Domício Coutinho Duke – O cachorro Padre (Recife, Brasil: Bagaço, 1998), translated from the Portuguese by Clifford Landers as Duke, the Dog Priest (Los Angeles: Green Integer, 2009)

 

From the very beginning pages of Duke, the Dog Priest the reader is thrown into a debate underlying the absurdity of Brazilian author Domício Coutinho’s premise: for his novel fabulously purports to be the tale of a dog who desired to become a priest—or at least to learn Latin. Most American readers—readers who have encountered few twentieth-century native examples of this genre within the confines of “serious fiction,” outside of works such as John Hawkes’ Sweet William and The Frog, Tom La Farge’s The Crimson Bears, and a handful of other works—may quietly put down this book, send for their children, or read on in the hopes of encountering a lightweight fantasy. Americans have no great literary tradition of animal characters as do the Japanese, for example, with books such as I Am a Cat, or the Brazilians, well acquainted with their early classic—to which this work makes reference—Quincas Borba, Machado de Assis’s story of a philosopher dog.

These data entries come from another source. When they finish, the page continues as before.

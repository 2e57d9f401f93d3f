// src/utils/bam_reader.rs
use crate::error::Result;
use log::warn;
use rust_htslib::bam;
use std::path::Path;

pub struct BamReaderFactory;

impl BamReaderFactory {
    /// Open an indexed BAM or CRAM file. Without `reference_path`, CRAM
    /// decoding falls back to htslib's `REF_PATH`/`REF_CACHE` lookup.
    pub fn open_indexed(
        bam_path: &Path,
        reference_path: Option<&Path>,
    ) -> Result<bam::IndexedReader> {
        let mut reader = bam::IndexedReader::from_path(bam_path)?;
        match reference_path {
            Some(ref_path) => reader.set_reference(ref_path)?,
            None if is_cram(bam_path) => warn!(
                "{}: no reference given for CRAM input, relying on REF_PATH",
                bam_path.display()
            ),
            None => {}
        }
        Ok(reader)
    }
}

fn is_cram(path: &Path) -> bool {
    path.extension()
        .map_or(false, |ext| ext.eq_ignore_ascii_case("cram"))
}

     Indeed, at times in this remarkable narrative there are fantastical elements—particularly when Duke takes to the street as a free dog, and reencounters a former dog-acquaintance, Poor Devil—that seem almost to belong to the Disneyfied world of Lady and the Tramp. But let the reader be warned: this tale, narrated by Amarante, a Brazilian and former sacristan (“He prepares the altar, lights candles, assists at mass, teaches prayers, aids virgins, widows and abandoned wives. He also secretly tests the virtues and character of the wine”) living in New York (Nova Eboracense), will challenge the most sophisticated of readers in its dazzling mix of priests, brothers, nuns, students, church workers, parishioners, city luminaries and, yes, a dog named Duke and the marvelous tales of their interrelationships. If Duke, the Dog Priest were to have a single theme at its center—and fortunately Coutinho presents an almost perversely diverse and multifaceted world wrapped around dozens of thematic possibilities—it would be that even the smallest of actions affects nearly everyone. And, in that sense, each small tale within this encyclopedic work of stories within stories is as important as the next in its inevitable interconnectedness.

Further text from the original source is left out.